Zhang Xian stands as one of the world's few prominent female conductors. Chen Nan reports.

Zhang Xian's professional debut was unplanned. The junior at the Beijing-based Central Conservatory of Music stood in for her teacher, conductor Wu Lingfen, who'd fallen ill, to conduct The Marriage of Figaro at the Central Opera House in 1995.

"Some people complained upon learning Wu wouldn't be at the rehearsal," the 44-year-old recalls.

"Others giggled when I took to the podium. They wondered what a 22-year-old woman was capable of. But ... everything went smoothly."

 Taking her place

Zhang Xian works with celebrated orchestras around the world and has regularly performed in China since 2008. Photos Provided to China Daily

 Taking her place

Conductor Zhang Xian and Taiwan violist Huang Hsin-yun at a rehearsal at the National Center for the Performing Arts in Beijing.

Zhang has continued to make history in this male-dominated field.

She became the BBC National Orchestra of Wales' first female new principal guest conductor in 2015.

And she was appointed as the New Jersey Symphony Orchestra's music director last year.

She also has a long relationship with the New York Philharmonic and regularly works with the London Symphony and Royal Concertgebouw Orchestra in Amsterdam.

Zhang lives in New Jersey and has returned to her homeland regularly since 2008, as classical music has continued gaining popularity in China. She gives about 100 performances a year.

On June 17 and 18, she conducted two concerts at the National Center for the Performing Arts in Beijing, performed by the China NCPA Orchestra. The performance featured Tchaikovsky's Symphony No 4 in F Minor, Op 36, Chopin's Andante Spianato et Grande Polonaise Brillante, Op 22 and Chinese composer Chen Qigang's Peking Opera-inspired piece, Er Huang. Taiwan violist Huang Hsin-yun and pianist Zhang Haochen from Shanghai played in the two concerts.

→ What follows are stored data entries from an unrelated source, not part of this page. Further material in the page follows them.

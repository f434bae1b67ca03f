//! Question resolution core: cache-first resolver, fine-tune trigger and the
//! session loop that drives them.

pub mod fine_tune;
pub mod resolver;
pub mod session;

pub use fine_tune::{FineTuneTrigger, TriggerState, FINE_TUNE_INTERVAL};
pub use resolver::{AnswerSource, Resolution, ResponseResolver};
pub use session::{run_persistent_session, Console, Session, SessionStats, FINE_TUNE_PROMPT};
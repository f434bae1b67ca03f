//! RecallBot CLI entry point.

mod cli;

#[tokio::main]
async fn main() {
    if let Err(e) = cli::run().await {
        eprintln!("Error: {:#}", e);
        std::process::exit(1);
    }
}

Zhang will cooperate for the first time with US soprano Renee Fleming for the Beauty of Voice: A Night with Zhang Xian and Renee Fleming concert on Saturday. The China NCPA Orchestra will present the concert of such songs as Overture to La Forza del Destino by Giuseppe Verdi, I Feel Pretty from West Side Story by Leonard Bernstein and Spanish Dance No 1 from La Vida Breve by Manuel de Falla.

Taking her place

"I worked with the China NCPA Orchestra about two years ago in Beijing," Zhang says.

"The young musicians are passionate and open-minded."

She wishes to work with the orchestra in New York during its US tour in the fall.

Zhang says all the pieces for the Saturday concert are well known songs from France, Spain, Italy and the United States.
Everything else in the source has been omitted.